*Activity:* Beginning with the first line below, please restate each line exactly, down to and including the line containing "Ord, Serialize, Deserialize)]".

---

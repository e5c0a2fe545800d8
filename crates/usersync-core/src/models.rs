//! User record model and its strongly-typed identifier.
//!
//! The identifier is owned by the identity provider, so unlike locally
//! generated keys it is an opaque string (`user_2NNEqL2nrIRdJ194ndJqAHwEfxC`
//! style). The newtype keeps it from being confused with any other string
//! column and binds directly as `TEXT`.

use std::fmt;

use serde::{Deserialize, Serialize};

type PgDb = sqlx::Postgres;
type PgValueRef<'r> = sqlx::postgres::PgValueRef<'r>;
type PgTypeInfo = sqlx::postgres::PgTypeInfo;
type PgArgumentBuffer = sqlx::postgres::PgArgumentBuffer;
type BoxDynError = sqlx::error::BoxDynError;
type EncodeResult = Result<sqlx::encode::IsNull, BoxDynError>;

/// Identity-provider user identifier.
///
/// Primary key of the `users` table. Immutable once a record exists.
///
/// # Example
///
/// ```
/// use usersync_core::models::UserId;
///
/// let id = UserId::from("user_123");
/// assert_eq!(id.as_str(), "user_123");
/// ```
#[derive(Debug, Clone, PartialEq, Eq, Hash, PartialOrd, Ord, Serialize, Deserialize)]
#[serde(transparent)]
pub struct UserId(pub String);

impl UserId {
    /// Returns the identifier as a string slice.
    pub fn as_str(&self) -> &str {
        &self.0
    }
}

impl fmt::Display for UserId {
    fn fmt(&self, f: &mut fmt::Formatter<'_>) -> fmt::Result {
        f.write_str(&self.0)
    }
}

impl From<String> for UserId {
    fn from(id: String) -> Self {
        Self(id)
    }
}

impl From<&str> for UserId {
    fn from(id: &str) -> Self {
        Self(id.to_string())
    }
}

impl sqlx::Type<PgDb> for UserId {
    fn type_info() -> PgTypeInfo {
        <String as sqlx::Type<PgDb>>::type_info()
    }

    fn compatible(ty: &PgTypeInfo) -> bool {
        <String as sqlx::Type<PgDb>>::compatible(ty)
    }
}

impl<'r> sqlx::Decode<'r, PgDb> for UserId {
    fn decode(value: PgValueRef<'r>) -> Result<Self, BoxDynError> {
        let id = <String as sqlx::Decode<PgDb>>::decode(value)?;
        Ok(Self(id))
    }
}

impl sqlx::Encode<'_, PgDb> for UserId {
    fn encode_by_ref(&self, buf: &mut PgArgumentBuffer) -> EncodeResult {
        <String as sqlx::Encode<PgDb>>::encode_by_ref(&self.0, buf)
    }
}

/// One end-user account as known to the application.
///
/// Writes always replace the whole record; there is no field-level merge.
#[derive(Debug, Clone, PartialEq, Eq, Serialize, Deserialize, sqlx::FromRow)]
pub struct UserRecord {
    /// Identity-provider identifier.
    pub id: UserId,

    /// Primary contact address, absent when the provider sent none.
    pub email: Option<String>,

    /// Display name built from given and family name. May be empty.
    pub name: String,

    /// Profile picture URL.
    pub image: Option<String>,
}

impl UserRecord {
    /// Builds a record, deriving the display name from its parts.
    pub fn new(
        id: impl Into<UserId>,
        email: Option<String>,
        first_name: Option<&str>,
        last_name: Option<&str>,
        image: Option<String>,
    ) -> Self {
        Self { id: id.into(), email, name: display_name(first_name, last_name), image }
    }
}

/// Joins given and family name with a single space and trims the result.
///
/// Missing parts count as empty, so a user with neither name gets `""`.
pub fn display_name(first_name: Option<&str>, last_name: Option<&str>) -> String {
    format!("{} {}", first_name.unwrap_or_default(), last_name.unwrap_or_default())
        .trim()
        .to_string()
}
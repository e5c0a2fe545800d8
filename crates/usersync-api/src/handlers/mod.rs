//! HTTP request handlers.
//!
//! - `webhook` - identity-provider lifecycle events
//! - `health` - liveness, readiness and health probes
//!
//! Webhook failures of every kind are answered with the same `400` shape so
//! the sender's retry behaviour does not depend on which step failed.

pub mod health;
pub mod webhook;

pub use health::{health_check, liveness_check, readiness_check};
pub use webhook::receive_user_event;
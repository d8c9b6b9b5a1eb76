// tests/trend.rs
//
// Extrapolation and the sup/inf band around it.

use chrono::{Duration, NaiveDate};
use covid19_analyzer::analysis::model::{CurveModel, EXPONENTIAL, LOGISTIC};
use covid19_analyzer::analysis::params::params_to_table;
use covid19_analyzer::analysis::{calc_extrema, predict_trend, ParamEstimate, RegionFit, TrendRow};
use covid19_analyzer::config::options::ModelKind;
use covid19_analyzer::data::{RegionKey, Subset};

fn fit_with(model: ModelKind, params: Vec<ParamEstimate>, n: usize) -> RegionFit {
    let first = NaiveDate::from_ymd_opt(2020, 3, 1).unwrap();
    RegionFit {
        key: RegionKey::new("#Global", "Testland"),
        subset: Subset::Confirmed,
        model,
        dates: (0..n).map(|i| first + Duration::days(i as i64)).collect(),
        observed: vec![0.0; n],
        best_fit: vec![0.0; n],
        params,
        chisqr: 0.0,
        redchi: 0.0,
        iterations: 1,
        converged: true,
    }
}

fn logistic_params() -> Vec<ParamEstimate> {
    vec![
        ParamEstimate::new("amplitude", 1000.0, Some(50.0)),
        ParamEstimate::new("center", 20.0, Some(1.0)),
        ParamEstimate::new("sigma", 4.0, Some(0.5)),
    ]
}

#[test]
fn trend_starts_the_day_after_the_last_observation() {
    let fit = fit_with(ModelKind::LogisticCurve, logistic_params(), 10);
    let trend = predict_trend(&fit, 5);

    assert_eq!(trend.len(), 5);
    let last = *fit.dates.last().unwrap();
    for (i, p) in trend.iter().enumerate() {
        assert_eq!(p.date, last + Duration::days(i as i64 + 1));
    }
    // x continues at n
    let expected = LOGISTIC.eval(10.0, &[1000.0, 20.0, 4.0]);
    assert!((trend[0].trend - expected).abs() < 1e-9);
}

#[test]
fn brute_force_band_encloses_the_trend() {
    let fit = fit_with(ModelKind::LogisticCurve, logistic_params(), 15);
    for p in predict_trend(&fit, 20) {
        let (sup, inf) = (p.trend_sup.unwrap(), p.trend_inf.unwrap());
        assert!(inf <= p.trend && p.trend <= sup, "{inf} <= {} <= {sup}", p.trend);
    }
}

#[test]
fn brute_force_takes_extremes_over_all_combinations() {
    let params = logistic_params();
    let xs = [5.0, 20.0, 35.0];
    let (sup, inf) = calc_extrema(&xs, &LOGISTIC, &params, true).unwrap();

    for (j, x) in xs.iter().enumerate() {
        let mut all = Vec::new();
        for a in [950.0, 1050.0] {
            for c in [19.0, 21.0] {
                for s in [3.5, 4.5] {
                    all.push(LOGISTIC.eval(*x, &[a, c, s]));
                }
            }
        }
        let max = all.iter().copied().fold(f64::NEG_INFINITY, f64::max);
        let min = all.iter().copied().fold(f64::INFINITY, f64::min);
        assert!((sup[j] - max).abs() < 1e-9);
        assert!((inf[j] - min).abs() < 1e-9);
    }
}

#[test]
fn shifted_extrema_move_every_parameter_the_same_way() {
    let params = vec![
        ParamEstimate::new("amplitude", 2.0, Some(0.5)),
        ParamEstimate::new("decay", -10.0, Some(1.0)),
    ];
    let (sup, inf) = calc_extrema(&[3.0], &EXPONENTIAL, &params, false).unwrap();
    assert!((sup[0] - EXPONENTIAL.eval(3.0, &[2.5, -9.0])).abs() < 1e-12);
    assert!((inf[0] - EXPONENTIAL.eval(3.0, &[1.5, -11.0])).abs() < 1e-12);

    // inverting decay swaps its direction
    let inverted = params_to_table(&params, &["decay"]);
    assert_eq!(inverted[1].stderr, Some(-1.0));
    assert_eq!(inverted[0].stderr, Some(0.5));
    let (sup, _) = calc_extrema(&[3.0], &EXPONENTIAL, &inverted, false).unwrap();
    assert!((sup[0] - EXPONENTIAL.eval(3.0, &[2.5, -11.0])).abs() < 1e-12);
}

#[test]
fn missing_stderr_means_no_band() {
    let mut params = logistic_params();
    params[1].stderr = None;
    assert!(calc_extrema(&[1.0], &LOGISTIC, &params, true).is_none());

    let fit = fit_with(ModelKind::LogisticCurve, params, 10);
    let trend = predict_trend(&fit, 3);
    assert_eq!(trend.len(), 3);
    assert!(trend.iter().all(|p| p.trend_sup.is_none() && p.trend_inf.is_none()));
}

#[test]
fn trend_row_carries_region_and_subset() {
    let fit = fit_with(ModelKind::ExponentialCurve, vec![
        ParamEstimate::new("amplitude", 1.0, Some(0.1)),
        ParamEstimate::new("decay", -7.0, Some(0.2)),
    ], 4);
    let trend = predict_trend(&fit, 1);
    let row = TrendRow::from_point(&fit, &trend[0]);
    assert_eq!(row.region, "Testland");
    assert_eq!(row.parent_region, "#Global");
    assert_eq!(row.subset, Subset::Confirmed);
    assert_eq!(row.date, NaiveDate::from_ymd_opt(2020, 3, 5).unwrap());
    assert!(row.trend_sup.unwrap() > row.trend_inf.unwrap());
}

---

*Written answer:*
repository e5c0a2fe545800d8
filename crates/usersync-core/src/models.rs
//! User record model and its strongly-typed identifier.
//!
//! The identifier is owned by the identity provider, so unlike locally
//! generated keys it is an opaque string (`user_2NNEqL2nrIRdJ194ndJqAHwEfxC`
//! style). The newtype keeps it from being confused with any other string
//! column and binds directly as `TEXT`.

use std::fmt;

use serde::{Deserialize, Serialize};

type PgDb = sqlx::Postgres;
type PgValueRef<'r> = sqlx::postgres::PgValueRef<'r>;
type PgTypeInfo = sqlx::postgres::PgTypeInfo;
type PgArgumentBuffer = sqlx::postgres::PgArgumentBuffer;
type BoxDynError = sqlx::error::BoxDynError;
type EncodeResult = Result<sqlx::encode::IsNull, BoxDynError>;

/// Identity-provider user identifier.
///
/// Primary key of the `users` table. Immutable once a record exists.
///
/// # Example
///
/// ```
/// use usersync_core::models::UserId;
///
/// let id = UserId::from("user_123");
/// assert_eq!(id.as_str(), "user_123");
/// ```
#[derive(Debug, Clone, PartialEq, Eq, Hash, PartialOrd, Ord, Serialize, Deserialize)]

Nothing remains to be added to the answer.